I have deployed the function successfully to Azure from VS code and tested it successfully with the smaller .xlsb file. However when I try with the larger file, nothing happens, not even a failed invocation. I assume it times out, but I never see a failed invocation, can anyone explain why?Image is azure function invocations, showing 4 success and 0 failures in last 30 days

2

Answers


  1. Chosen as BEST ANSWER

    This is not really an answer, but after 32mins and using a 70,000+ KB file, I have received a failed invocation. The error was a timeout, here is the message: "Timeout value of 00:30:00 exceeded by function 'Functions.blob_trigger'. Initiating cancellation."


  2. The issue could be due to size of the .xlsb file.

    • Check if the file is available in raw/output folder in the container.
    • Validate the storage connection string using in the function app, upload the file again to the container and wait for some time to reflect the error details under function invocations.

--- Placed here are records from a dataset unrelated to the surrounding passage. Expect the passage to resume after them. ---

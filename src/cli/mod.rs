//! metamodel CLI Module
//!
//! Command-line interface for randomized search, classifier evaluation and
//! data inspection.

use clap::{Parser, Subcommand};
use colored::*;
use std::path::{Path, PathBuf};
use std::time::Instant;

use crate::classifiers::{Classifier, EstimatorKind};
use crate::data::{load_frame, Dataset};
use crate::evaluation::{train_and_validate_classifiers, ClassifierEvaluation};
use crate::metrics::ScoringMetric;
use crate::model_selection::CVStrategy;
use crate::search::{default_search_space, format_assignment, RandomizedSearchCV, SearchConfig, SearchSpaceConfig};

// ─── Styling helpers ───────────────────────────────────────────────────────────

fn dim(s: &str) -> ColoredString   { s.truecolor(100, 100, 100) }
fn accent(s: &str) -> ColoredString { s.truecolor(120, 170, 255) }
fn muted(s: &str) -> ColoredString  { s.truecolor(140, 140, 140) }
fn ok(s: &str) -> ColoredString     { s.truecolor(100, 210, 120) }

fn kv(key: &str, val: &str) {
    println!("  {:<14} {}", muted(key), val.white());
}

fn step_ok(msg: &str) {
    println!("  {} {}", ok("✓"), msg);
}

fn step_run(msg: &str) {
    print!("  {} {}... ", accent("›"), msg);
}

fn step_done(detail: &str) {
    println!("{} {}", ok("done"), dim(detail));
}

fn section(title: &str) {
    println!();
    println!("  {}", title.white().bold());
    println!("  {}", dim(&"─".repeat(56)));
}

// ─── CLI definition ────────────────────────────────────────────────────────────

#[derive(Parser)]
#[command(name = "metamodel")]
#[command(version = env!("CARGO_PKG_VERSION"))]
#[command(about = "Randomized model and hyperparameter search for binary classifiers")]
#[command(long_about = None)]
pub struct Cli {
    #[command(subcommand)]
    pub command: Commands,
}

#[derive(Subcommand)]
pub enum Commands {
    /// Run a randomized search over classifiers and hyperparameters
    Search {
        /// Input data file (CSV, TSV, JSON, or Parquet)
        #[arg(short, long)]
        data: PathBuf,

        /// Target column name (labels 0/1)
        #[arg(short, long)]
        target: String,

        /// Search space JSON file; a built-in space over every classifier when omitted
        #[arg(short, long)]
        space: Option<PathBuf>,

        /// Number of sampled configurations
        #[arg(short = 'n', long, default_value = "100")]
        n_iter: usize,

        /// Scoring metric (accuracy, roc_auc, precision, recall, f1, neg_log_loss)
        #[arg(long, default_value = "roc_auc")]
        scoring: String,

        /// Number of stratified cross-validation folds
        #[arg(long, default_value = "5")]
        cv_folds: usize,

        /// Random seed for a reproducible search
        #[arg(long)]
        seed: Option<u64>,

        /// Folds evaluated in parallel
        #[arg(long, default_value = "1")]
        n_jobs: usize,

        /// Skip refitting the best configuration
        #[arg(long)]
        no_refit: bool,

        /// Log every trial
        #[arg(short, long)]
        verbose: bool,

        /// Write the search summary as JSON
        #[arg(short, long)]
        output: Option<PathBuf>,
    },

    /// Fit classifiers on a training file and report train/validation metrics
    Evaluate {
        /// Training data file
        #[arg(long)]
        train: PathBuf,

        /// Validation data file
        #[arg(long)]
        val: PathBuf,

        /// Target column name (labels 0/1)
        #[arg(short, long)]
        target: String,

        /// Comma-separated estimators (logistic_regression, decision_tree, k_neighbors, gaussian_nb, mlp)
        #[arg(short, long, value_delimiter = ',')]
        models: Option<Vec<String>>,

        /// Write the metrics as JSON
        #[arg(short, long)]
        output: Option<PathBuf>,
    },

    /// Show data information
    Info {
        /// Input data file
        #[arg(short, long)]
        data: PathBuf,
    },
}

const ALL_KINDS: [EstimatorKind; 5] = [
    EstimatorKind::LogisticRegression,
    EstimatorKind::DecisionTree,
    EstimatorKind::KNeighbors,
    EstimatorKind::GaussianNb,
    EstimatorKind::Mlp,
];

fn load_dataset(path: &Path, target: &str) -> anyhow::Result<Dataset> {
    step_run(&format!("Loading {}", path.display()));
    let start = Instant::now();
    let ds = Dataset::load(path, target)?;
    step_done(&format!(
        "{} rows × {} features in {:?}",
        ds.n_samples(),
        ds.n_features(),
        start.elapsed()
    ));
    Ok(ds)
}

fn write_json<T: serde::Serialize>(path: &Path, value: &T) -> anyhow::Result<()> {
    std::fs::write(path, serde_json::to_string_pretty(value)?)?;
    step_ok(&format!("Wrote {}", path.display()));
    Ok(())
}

// ─── Commands ──────────────────────────────────────────────────────────────────

#[allow(clippy::too_many_arguments)]
pub fn cmd_search(
    data_path: &Path,
    target: &str,
    space_path: Option<&Path>,
    n_iter: usize,
    scoring: &str,
    cv_folds: usize,
    seed: Option<u64>,
    n_jobs: usize,
    refit: bool,
    verbose: bool,
    output: Option<&Path>,
) -> anyhow::Result<()> {
    section("Randomized Search");

    let ds = load_dataset(data_path, target)?;
    let space = match space_path {
        Some(path) => SearchSpaceConfig::load(path)?.build()?,
        None => default_search_space(),
    };
    step_ok(&format!("{} search space entries", space.len()));

    let mut config = SearchConfig::new()
        .with_n_iter(n_iter)
        .with_scoring(scoring.parse::<ScoringMetric>()?)
        .with_cv(CVStrategy::StratifiedKFold { n_splits: cv_folds, shuffle: true })
        .with_n_jobs(n_jobs)
        .with_refit(refit)
        .with_verbose(verbose);
    if let Some(seed) = seed {
        config = config.with_random_state(seed);
    }

    step_run(&format!("Running {} trials", n_iter));
    let outcome = RandomizedSearchCV::new(config).fit(&ds.features, &ds.target, &space)?;
    step_done(&format!("{:.2}s", outcome.total_duration_secs()));

    let best = outcome.best_trial();
    println!();
    kv("Best trial", &best.trial.to_string());
    kv("Estimator", &best.configuration.entry_id);
    kv("Params", &format_assignment(&best.configuration.params));
    kv(scoring, &format!("{:.4} ± {:.4}", best.mean_score, best.std_score));
    if let Some(model) = outcome.best_estimator() {
        let train_score = model.score(&ds.features, &ds.target)?;
        kv("Refit acc.", &format!("{:.4}", train_score));
    }

    if let Some(path) = output {
        write_json(path, &outcome.summary())?;
    }
    println!();
    Ok(())
}

pub fn cmd_evaluate(
    train_path: &Path,
    val_path: &Path,
    target: &str,
    models: Option<&[String]>,
    output: Option<&Path>,
) -> anyhow::Result<()> {
    section("Evaluate");

    let train = load_dataset(train_path, target)?;
    let val = load_dataset(val_path, target)?;
    if train.feature_names != val.feature_names {
        anyhow::bail!("training and validation files have different feature columns");
    }

    let kinds: Vec<EstimatorKind> = match models {
        Some(names) => names.iter().map(|n| n.trim().parse()).collect::<Result<_, _>>()?,
        None => ALL_KINDS.to_vec(),
    };
    let mut classifiers: Vec<(String, Box<dyn Classifier>)> = kinds
        .into_iter()
        .map(|kind| {
            let model = kind.build();
            (model.name().to_string(), model)
        })
        .collect();

    let results =
        train_and_validate_classifiers(&train.features, &train.target, &val.features, &val.target, &mut classifiers)?;
    print_evaluations(&results);

    if let Some(path) = output {
        write_json(path, &results)?;
    }
    println!();
    Ok(())
}

fn print_evaluations(results: &[ClassifierEvaluation]) {
    println!();
    println!(
        "  {:<24} {:>9} {:>9} {:>9} {:>9}",
        muted("Classifier"),
        muted("Train acc"),
        muted("Val acc"),
        muted("Val AUROC"),
        muted("Val F1")
    );
    println!("  {}", dim(&"─".repeat(64)));
    for r in results {
        println!(
            "  {:<24} {:>9.4} {:>9.4} {:>9.4} {:>9.4}",
            r.name, r.training.accuracy, r.validation.accuracy, r.validation.auroc, r.validation.f1
        );
    }
}

pub fn cmd_info(data_path: &Path) -> anyhow::Result<()> {
    section("Data Info");

    let df = load_frame(data_path)?;

    println!("  {:<12} {}", muted("File"), data_path.display());
    println!("  {:<12} {}", muted("Rows"), df.height());
    println!("  {:<12} {}", muted("Columns"), df.width());
    println!("  {:<12} {:.2} MB", muted("Memory"), df.estimated_size() as f64 / 1024.0 / 1024.0);
    println!();

    println!("  {:<20} {:<12} {:>6} {:>8}", muted("Column"), muted("Type"), muted("Nulls"), muted("Unique"));
    println!("  {}", dim(&"─".repeat(50)));

    for col in df.get_columns() {
        println!(
            "  {:<20} {:<12} {:>6} {:>8}",
            col.name(),
            format!("{:?}", col.dtype()).truecolor(140, 140, 140),
            col.null_count(),
            col.n_unique().unwrap_or(0)
        );
    }

    println!();
    Ok(())
}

    I have tried the same in my environment with your code:

    blob_service_client = BlobServiceClient.from_connection_string(connectionString)
        container_client = blob_service_client.get_container_client(containerName)
    
        input_data = myblob.read()
        df = pd.read_excel(BytesIO(input_data), engine="pyxlsb")
    
        output_data = BytesIO()
        df.to_excel(output_data, index=False)
        output_data.seek(0)
    
        blob_client = container_client.get_blob_client(output_blobname)
        blob_client.upload_blob(output_data, overwrite=True)
    
        logging.info(f"Processed and uploaded blob: {output_blobname}")
    
    • Initially, uploaded .xslb with 8.55 KB and able to trigger the function.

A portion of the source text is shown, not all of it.